Spectral Discrimination in “Color Blind” Animals via Chromatic Aberration and Pupil Shape

AbstractWe present a mechanism by which organisms with only a single photoreceptor, that have a monochromatic view of the world, can achieve color discrimination. The combination of an off-axis pupil and the principle of chromatic aberration (where light of different colors focus at different distances behind a lens) can combine to provide “color-blind” animals with a way to distinguish colors. As a specific example we constructed a computer model of the visual system of cephalopods, (octopus, squid, and cuttlefish) that have a single unfiltered photoreceptor type.
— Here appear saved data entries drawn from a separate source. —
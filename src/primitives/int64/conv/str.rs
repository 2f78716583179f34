//! Construction of `Int64` from hexadecimal text.

use crate::codec::{CodecError, unhexlify};
use crate::primitives::Int64;

use std::str::FromStr;

/// Parses an `Int64` from big-endian hexadecimal text.
///
/// An optional `0x` prefix is stripped, and odd-length input is left-padded
/// with a single zero nibble. The digits are read in big-endian order and
/// stored reversed; shorter input fills only the low bytes, leaving the
/// rest zero.
///
/// # Errors
///
/// Returns [`CodecError::InvalidFormat`] for non-hexadecimal characters and
/// [`CodecError::SizeMismatch`] if the input encodes more than eight bytes.
impl FromStr for Int64 {
    type Err = CodecError;

    fn from_str(s: &str) -> Result<Self, Self::Err> {
        let digits = s.strip_prefix("0x").unwrap_or(s);

        let padded;
        let digits = if digits.len() % 2 == 1 {
            padded = format!("0{digits}");
            &padded
        } else {
            digits
        };

        let big_endian = unhexlify(digits)?;
        if big_endian.len() > 8 {
            return Err(CodecError::SizeMismatch);
        }

        let mut out = [0u8; 8];
        for (o, &b) in out.iter_mut().zip(big_endian.iter().rev()) {
            *o = b;
        }

        Ok(Int64(out))
    }
}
Nevertheless, cephalopods dramatically change color both to produce chromatically-matched camouflage and to signal conspecifics. This presents a paradox – an apparent ability to determine color in organisms with a monochromatic visual system – that has been a long-standing puzzle. We demonstrate that chromatic blurring dominates the visual acuity in these animals, and we quantitatively show how chromatic aberration can be exploited, especially through non-axial pupils that are characteristic of cephalopods, to obtain spectral information. This mechanism is consistent with the extensive suite of visual/behavioral and physiological data that have been obtained from cephalopod studies, and resolves the apparent paradox of vivid chromatic behaviors in “color-blind” animals. Moreover, this proposed mechanism has potential applicability in any organisms with limited photoreceptor complements, such as spiders and dolphins.